Что было делать дальше Савве Морозову? Склонные к мифологии авторы пишут, что у Рогожской заставы его уже ждали скупщики, чтобы купить морозовские товары. Наверное, действительность была более реальной. После долгого и утомительного пути, уже к вечеру, Савва думал, прежде всего, о ночлеге: чтобы выспаться, а назавтра, в базарный день, спокойно продать свои товары – как скупщикам, так и рядовым покупателям. Вполне возможно, что у него были знакомые домовладельцы, которые предоставляли кров иногородцу. А дела свои Савва Васильевич совершал, скорее всего, на Рогожском рынке, известном ещё с конца XVI века и бывшего одним из крупнейших в Москве. Здесь у него могла быть своя лавка. После завершения дел, он мог покупать какие-то товары для семьи или зуевских знакомых. А затем, когда у Морозова выпадало время, для того, он пытался как-то определиться с проблемой духовного характера.
На старом Рогожском рынке
Известно, что семья Василия Фёдоровича Морозова, отца Саввы, придерживалась беспоповского староверия, которое особенно передалось его внуку, Елисею, старшему сыну Саввы Васильевича.
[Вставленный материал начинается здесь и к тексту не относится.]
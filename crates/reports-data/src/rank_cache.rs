//! On-disk cache of scraped name ranks.
//!
//! Scraping every ranking page is the slow part of the name-trends report, so
//! the flattened `(gender, year, name, rank)` records are kept as JSON and
//! reused on later runs against the same directory with the same extraction
//! method. Regex-scanned records skip page validation, so a parse run never
//! reads them.

use std::path::{Path, PathBuf};

use reports_core::error::Result;
use reports_core::models::{ExtractMethod, NameRankRecord};
use serde::{Deserialize, Serialize};
use tracing::{debug, warn};

/// File name of the cache inside the cache directory.
pub const CACHE_FILE_NAME: &str = "name_trends_data.json";

#[derive(Debug, Clone, PartialEq, Serialize, Deserialize)]
pub struct RankCache {
    /// Directory the records were scraped from.
    pub source_dir: PathBuf,
    /// Extraction the records were produced with.
    pub method: ExtractMethod,
    pub records: Vec<NameRankRecord>,
}

impl RankCache {
    pub fn new(source_dir: &Path, method: ExtractMethod, records: Vec<NameRankRecord>) -> Self {
        Self {
            source_dir: normalise(source_dir),
            method,
            records,
        }
    }

    /// Default cache directory: `~/.flatfile-reports/cache`.
    pub fn default_dir() -> PathBuf {
        Self::dir_in(&dirs::home_dir().unwrap_or_else(|| PathBuf::from(".")))
    }

    /// Cache directory rooted at `base_dir` (used for testing).
    pub fn dir_in(base_dir: &Path) -> PathBuf {
        base_dir.join(".flatfile-reports").join("cache")
    }

    /// Path of the cache file inside `cache_dir`.
    pub fn path_in(cache_dir: &Path) -> PathBuf {
        cache_dir.join(CACHE_FILE_NAME)
    }

    /// Load the cache from `path`.
    ///
    /// Returns `None` when the file is absent or cannot be parsed; the caller
    /// then re-scrapes and overwrites it.
    pub fn load_from(path: &Path) -> Option<Self> {
        let content = match std::fs::read_to_string(path) {
            Ok(c) => c,
            Err(e) => {
                debug!("No rank cache at {}: {}", path.display(), e);
                return None;
            }
        };
        match serde_json::from_str(&content) {
            Ok(cache) => Some(cache),
            Err(e) => {
                warn!("Ignoring unreadable rank cache {}: {}", path.display(), e);
                None
            }
        }
    }

    /// Atomically write the cache to `path`, creating parent directories.
    pub fn save_to(&self, path: &Path) -> Result<()> {
        if let Some(parent) = path.parent() {
            std::fs::create_dir_all(parent)?;
        }

        let json = serde_json::to_string_pretty(self)?;

        let tmp = path.with_extension("json.tmp");
        std::fs::write(&tmp, &json)?;
        std::fs::rename(&tmp, path)?;

        Ok(())
    }

    /// `true` when the records were scraped from `dir` with `method`.
    pub fn matches(&self, dir: &Path, method: ExtractMethod) -> bool {
        self.method == method && self.source_dir == normalise(dir)
    }
}

fn normalise(dir: &Path) -> PathBuf {
    dir.canonicalize().unwrap_or_else(|_| dir.to_path_buf())
}

// ── Tests ─────────────────────────────────────────────────────────────────────

#[cfg(test)]
mod tests {
    use super::*;
    use reports_core::models::Gender;
    use tempfile::TempDir;

    fn sample_records() -> Vec<NameRankRecord> {
        vec![
            NameRankRecord {
                gender: Gender::Male,
                year: 1990,
                name: "Ryan".to_string(),
                rank: 14,
            },
            NameRankRecord {
                gender: Gender::Female,
                year: 1990,
                name: "Jessica".to_string(),
                rank: 1,
            },
        ]
    }

    #[test]
    fn test_rank_cache_save_load() {
        let tmp = TempDir::new().unwrap();
        let path = RankCache::path_in(&RankCache::dir_in(tmp.path()));

        let cache = RankCache::new(tmp.path(), ExtractMethod::Parse, sample_records());
        cache.save_to(&path).unwrap();

        assert!(path.ends_with(".flatfile-reports/cache/name_trends_data.json"));
        let loaded = RankCache::load_from(&path).expect("cache present");
        assert_eq!(loaded, cache);
        assert!(!path.with_extension("json.tmp").exists());
    }

    #[test]
    fn test_rank_cache_missing_file() {
        let tmp = TempDir::new().unwrap();
        assert!(RankCache::load_from(&tmp.path().join(CACHE_FILE_NAME)).is_none());
    }

    #[test]
    fn test_rank_cache_corrupt_file() {
        let tmp = TempDir::new().unwrap();
        let path = tmp.path().join(CACHE_FILE_NAME);
        std::fs::write(&path, "[1, 2").unwrap();
        assert!(RankCache::load_from(&path).is_none());
    }

    #[test]
    fn test_rank_cache_matches_source_dir() {
        let tmp = TempDir::new().unwrap();
        let other = TempDir::new().unwrap();
        let cache = RankCache::new(tmp.path(), ExtractMethod::Parse, sample_records());

        assert!(cache.matches(tmp.path(), ExtractMethod::Parse));
        assert!(!cache.matches(other.path(), ExtractMethod::Parse));
    }

    #[test]
    fn test_rank_cache_matches_extraction_method() {
        let tmp = TempDir::new().unwrap();
        let cache = RankCache::new(tmp.path(), ExtractMethod::Regex, sample_records());

        assert!(cache.matches(tmp.path(), ExtractMethod::Regex));
        assert!(!cache.matches(tmp.path(), ExtractMethod::Parse));
    }

    #[test]
    fn test_rank_cache_without_method_is_unreadable() {
        let tmp = TempDir::new().unwrap();
        let path = tmp.path().join(CACHE_FILE_NAME);
        std::fs::write(&path, r#"{"source_dir": "/data", "records": []}"#).unwrap();
        assert!(RankCache::load_from(&path).is_none());
    }
}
А что сам Савва? Надо полагать, что на первых порах, под влиянием семейной традиции он тоже придерживался беспоповства, хотя знал и видел, что есть другое направление в среде староверов. И с этими мыслями он пребывал, наверное, и в Москве. Надо полагать, что сначала встретился здесь с беспоповцами и побывал в их моленных. Ближайшее от Рогожской слободы находилось тогда на Таганке, в Дурном (ныне в Товарищеском) переулке, где находилась община филипповцев-староверов, придерживавшихся самых строгих правил. А наиболее известной была моленная в районе Немецкой слободы – в Переведеновском переулке. Но доступ в моленные богатых староверов-домовдельцев для Саввы был ещё заказан. Он мог побывать и в «колыбели» безпоповского согласия – Преображенском духовном центре, который находится близ Стромынской дороги (от названия села Стромынь под Богородском/Ногинском), идущей параллельно Рогожской и ведущей к Богородску. Отсюда, по этой дороге Морозову можнобыло вернуться к себе в Зуево.
Мы точно не знаем, почему всё же он не остался в лоне беспоповского согласия, а выбрал для духовного окормления Рогожский центр поповского староверия. Возможно, на него повлияли душеспасительные беседы с рогожскими священниками, а, может быть, его удивило огромное число прихожан, тянувшихся тысячами к рогожским святыням (до 20 тысяч в начале XIX века). Не исключено, что Савву поразила красота храмов Рогожского центра – Никольской церкви, Покровского кафедраьного собора и строющегося или уже построенного в 1804 году Христорождественского собора. Но, быть может, повлияли более земные дела, и Савва Васильевич мог связаться с рогожцами на какой-то экономической основе, например, получив какую-то финанасовую помощь или же, как человек весьма практичный, он воспользовался географическим фактором. Добрался до Москвы, и вот тебе Рогожская слобода и здесь же Рогожский духовный центр. Так он и остался верен своему выбору.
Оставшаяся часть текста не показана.